Diagnostic Criteria A-D must all be fulfilled to make a diagnosis of ictal epileptic headache |
A. Headache lasting minutes, hours, or days. |
B. Headache that is ipsilateral or contralateral to lateralized ictal epileptiform EEG discharges |
C. Evidence of epileptiform discharges on scalp EEG concomitantly with headache; different types of EEG anomalies may be observed with or without photoparoxysmal response |
D. Headache resolves immediately after IV antiepileptic therapy. |
Abbreviations: EEG: Electroencephalogram; IV: Intravenous |
duration of headache from seconds to hours, epileptic form discharges during the electroencephalogram with ipsilateral or contralateral focus with respect to the headaches location, epileptic form discharges on scalp EEG during a headache attack, and termination of the headache after intravenous administration of an anticonvulsant therapy [12-14].

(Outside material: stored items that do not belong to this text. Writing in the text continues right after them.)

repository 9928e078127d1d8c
//! Configuration error module.
//!
//! This module defines error types that may occur during configuration loading,
//! parsing, and validation operations.

use std::path::PathBuf;
use thiserror::Error;

/// Errors that can occur during configuration operations.
#[derive(Error, Debug)]
pub enum ConfigError {
    /// Error when the configuration file is missing.
    #[error("Configuration file not found: {0}")]
    FileNotFound(PathBuf),

    /// Error when parsing the configuration file.
    #[error("Failed to parse configuration file: {0}")]
    ParseError(String),

    /// Error when validating the configuration.
    #[error("Configuration validation error: {0}")]
    ValidationError(String),

    /// Error when a configuration value is out of the valid range.
    #[error("Configuration value {key} is out of valid range: {message}")]
    ValueOutOfRange {
        /// The key of the invalid value
        key: String,
        /// Description of the valid range
        message: String,
    },
}
//! WordTrie Library
//!
//! A generic prefix tree (trie) associating string keys with typed payloads,
//! plus the collaborators the `wordtrie` binary uses around it: a word
//! loader, a console tree renderer, layered configuration and error
//! reporting.
//!
//! # Architecture
//!
//! - [`data_structures::trie`] is the core and knows nothing about files,
//!   configuration or logging.
//! - [`loader`] turns text sources into keys and frequency tries.
//! - [`render`] draws a trie through its read-only node view.
//! - [`config`] and [`error`] carry the ambient concerns.

pub mod config;
pub mod data_structures;
pub mod error;
pub mod loader;
pub mod render;

// Internal modules that are not part of the public API
#[cfg(test)]
pub(crate) mod tests;

/// Version information for WordTrie.
pub const VERSION: &str = env!("CARGO_PKG_VERSION");
// Copyright (c) 2025 WordTrie Authors
//
// Licensed under the MIT License (LICENSE or https://opensource.org/licenses/MIT)

//! Node implementation for the prefix trie.
//!
//! Each node stands for one position in a key's character sequence. A node is
//! terminal exactly when it carries a payload, so "payload without a key" is
//! not representable.

use std::fmt;

use fnv::FnvBuildHasher;
use hashbrown::HashMap;

/// Child table keyed by the edge character.
pub(crate) type Children<T> = HashMap<char, TrieNode<T>, FnvBuildHasher>;

/// A node in the trie.
pub(crate) struct TrieNode<T> {
    /// Map of edge characters to owned child nodes
    pub(crate) children: Children<T>,

    /// Payload of the key ending here; `Some` iff the node is terminal
    pub(crate) payload: Option<T>,
}

impl<T> TrieNode<T> {
    /// Creates a new empty, non-terminal node.
    pub(crate) fn new() -> Self {
        Self {
            children: Children::default(),
            payload: None,
        }
    }

    /// Whether some inserted key ends exactly at this node.
    #[inline]
    pub(crate) fn is_terminal(&self) -> bool {
        self.payload.is_some()
    }

    /// A node that is neither terminal nor has children serves no key.
    #[inline]
    pub(crate) fn is_prunable(&self) -> bool {
        self.payload.is_none() && self.children.is_empty()
    }

    /// Detaches all descendants and drops them one at a time.
    ///
    /// The derived drop glue recurses once per level, which overflows the
    /// stack on very long keys.
    pub(crate) fn dismantle(&mut self) {
        let mut stack: Vec<TrieNode<T>> = self.children.drain().map(|(_, n)| n).collect();
        while let Some(mut node) = stack.pop() {
            stack.extend(node.children.drain().map(|(_, child)| child));
        }
    }
}

// Built from a flat worklist; the derived impl recurses once per level.
impl<T: Clone> Clone for TrieNode<T> {
    fn clone(&self) -> Self {
        // (parent index, edge, copy without children). Parents always precede
        // their descendants, so popping from the back attaches leaves first.
        let mut flat = vec![(0, '\0', self.shallow_clone())];
        let mut stack = vec![(0, self)];
        while let Some((index, source)) = stack.pop() {
            for (c, child) in &source.children {
                stack.push((flat.len(), child));
                flat.push((index, *c, child.shallow_clone()));
            }
        }

        while let Some((parent, edge, node)) = flat.pop() {
            match flat.get_mut(parent) {
                Some((_, _, parent)) => {
                    parent.children.insert(edge, node);
                }
                None => return node,
            }
        }
        TrieNode::new()
    }
}

impl<T: Clone> TrieNode<T> {
    fn shallow_clone(&self) -> Self {
        Self {
            children: Children::with_capacity_and_hasher(self.children.len(), Default::default()),
            payload: self.payload.clone(),
        }
    }
}

// Only the edges are listed so formatting never descends.
impl<T: fmt::Debug> fmt::Debug for TrieNode<T> {
    fn fmt(&self, f: &mut fmt::Formatter<'_>) -> fmt::Result {
        let mut edges: Vec<_> = self.children.keys().collect();
        edges.sort_unstable();
        f.debug_struct("TrieNode")
            .field("payload", &self.payload)
            .field("edges", &edges)
            .finish()
    }
}

// Manual impl: `T` needs no `Default` for an empty node.
impl<T> Default for TrieNode<T> {
    fn default() -> Self {
        Self::new()
    }
}

/// Read-only view of one node and the edge character leading into it.
///
/// Handed out by [`Trie::root`](super::Trie::root) for callers that need the
/// tree shape itself, such as the tree renderer.
#[derive(Debug)]
pub struct NodeRef<'a, T> {
    edge: Option<char>,
    node: &'a TrieNode<T>,
}

impl<T> Clone for NodeRef<'_, T> {
    fn clone(&self) -> Self {
        *self
    }
}

impl<T> Copy for NodeRef<'_, T> {}

impl<'a, T> NodeRef<'a, T> {
    pub(crate) fn new(edge: Option<char>, node: &'a TrieNode<T>) -> Self {
        Self { edge, node }
    }

    /// The character on the incoming edge, `None` for the root.
    pub fn edge(&self) -> Option<char> {
        self.edge
    }

    /// Whether a key ends at this node.
    pub fn is_terminal(&self) -> bool {
        self.node.is_terminal()
    }

    /// The payload stored for the key ending here.
    pub fn payload(&self) -> Option<&'a T> {
        self.node.payload.as_ref()
    }

    /// Number of direct children.
    pub fn child_count(&self) -> usize {
        self.node.children.len()
    }

    /// Direct children in unspecified order.
    pub fn children(&self) -> impl Iterator<Item = NodeRef<'a, T>> + 'a {
        let node = self.node;
        node.children
            .iter()
            .map(|(c, child)| NodeRef::new(Some(*c), child))
    }

    /// Direct children ordered by edge character.
    pub fn sorted_children(&self) -> Vec<NodeRef<'a, T>> {
        let mut children: Vec<_> = self.children().collect();
        children.sort_unstable_by_key(|child| child.edge);
        children
    }
}

#[cfg(test)]
mod tests {
    use super::*;

    #[test]
    fn test_new_node_is_prunable() {
        let node = TrieNode::<u8>::new();
        assert!(!node.is_terminal());
        assert!(node.is_prunable());
    }

    #[test]
    fn test_terminal_node_is_not_prunable() {
        let mut node = TrieNode::new();
        node.payload = Some(1u8);
        assert!(node.is_terminal());
        assert!(!node.is_prunable());
    }

    #[test]
    fn test_dismantle_deep_chain() {
        let mut root = TrieNode::new();
        let mut node = &mut root;
        for _ in 0..100_000 {
            node = node.children.entry('x').or_default();
        }
        node.payload = Some(());

        root.dismantle();
        assert!(root.is_prunable());
    }

    #[test]
    fn test_clone_deep_chain() {
        let mut root = TrieNode::new();
        let mut node = &mut root;
        for _ in 0..100_000 {
            node = node.children.entry('x').or_default();
        }
        node.payload = Some(7u32);

        let mut copy = root.clone();
        let mut depth = 0;
        let mut cursor = &copy;
        while let Some(child) = cursor.children.get(&'x') {
            cursor = child;
            depth += 1;
        }
        assert_eq!(depth, 100_000);
        assert_eq!(cursor.payload, Some(7));

        copy.dismantle();
        root.dismantle();
    }

    #[test]
    fn test_debug_lists_edges_only() {
        let mut node = TrieNode::new();
        node.payload = Some(1u8);
        node.children.entry('b').or_default().payload = Some(2);
        node.children.entry('a').or_default();

        assert_eq!(
            format!("{node:?}"),
            "TrieNode { payload: Some(1), edges: ['a', 'b'] }"
        );
    }

    #[test]
    fn test_sorted_children() {
        let mut node = TrieNode::<()>::new();
        for c in ['z', 'a', 'm'] {
            node.children.insert(c, TrieNode::new());
        }

        let view = NodeRef::new(None, &node);
        let edges: Vec<_> = view.sorted_children().iter().map(|c| c.edge()).collect();
        assert_eq!(edges, vec![Some('a'), Some('m'), Some('z')]);
        assert_eq!(view.child_count(), 3);
    }
}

Although the patient previously presented does not meet the diagnostic criteria set forth by Parisi et al., for ictal epileptic headache, we had strong electro-clinical evidence that our patient was suffering from seizures with the predominant presenting symptom being a headache. In a scalp EEG, ictal activity often stops abruptly, followed by postictal EEG depression or slowing [15]. In a study of focal onset seizures that included patients with temporal lobe epilepsy, postictal disturbances such as slow waves were found in 69 to 81% of seizures, with no changes found in the remainder of the EEG [16]. Furthermore, ictal epileptic headaches have previously been found to have a variety of different EEG presentations, with some cases having none at all [17]. Our patient also responded to anticonvulsant therapy once therapeutic levels were achieved and his symptoms have been in remission since the onset of therapy. Although an epileptic etiology was inferred by our patients response to anticonvulsant therapy, recent studies have shown that migraines can also be responsive to certain types of anticonvulsant therapy [18]. We propose that further research is needed in order to clarify the relationships between headache and epilepsy, and how anticonvulsive therapy plays a role in treatment when the two are intertwined. Additionally, due to the technical difficulties involved in EEG testing as well as the fact that not all epileptiform discharges are detectable by scalp electrodes, perhaps the absolute requirement for EEG abnormalities during the episodes needs to be reconsidered if other evidence of seizure is present.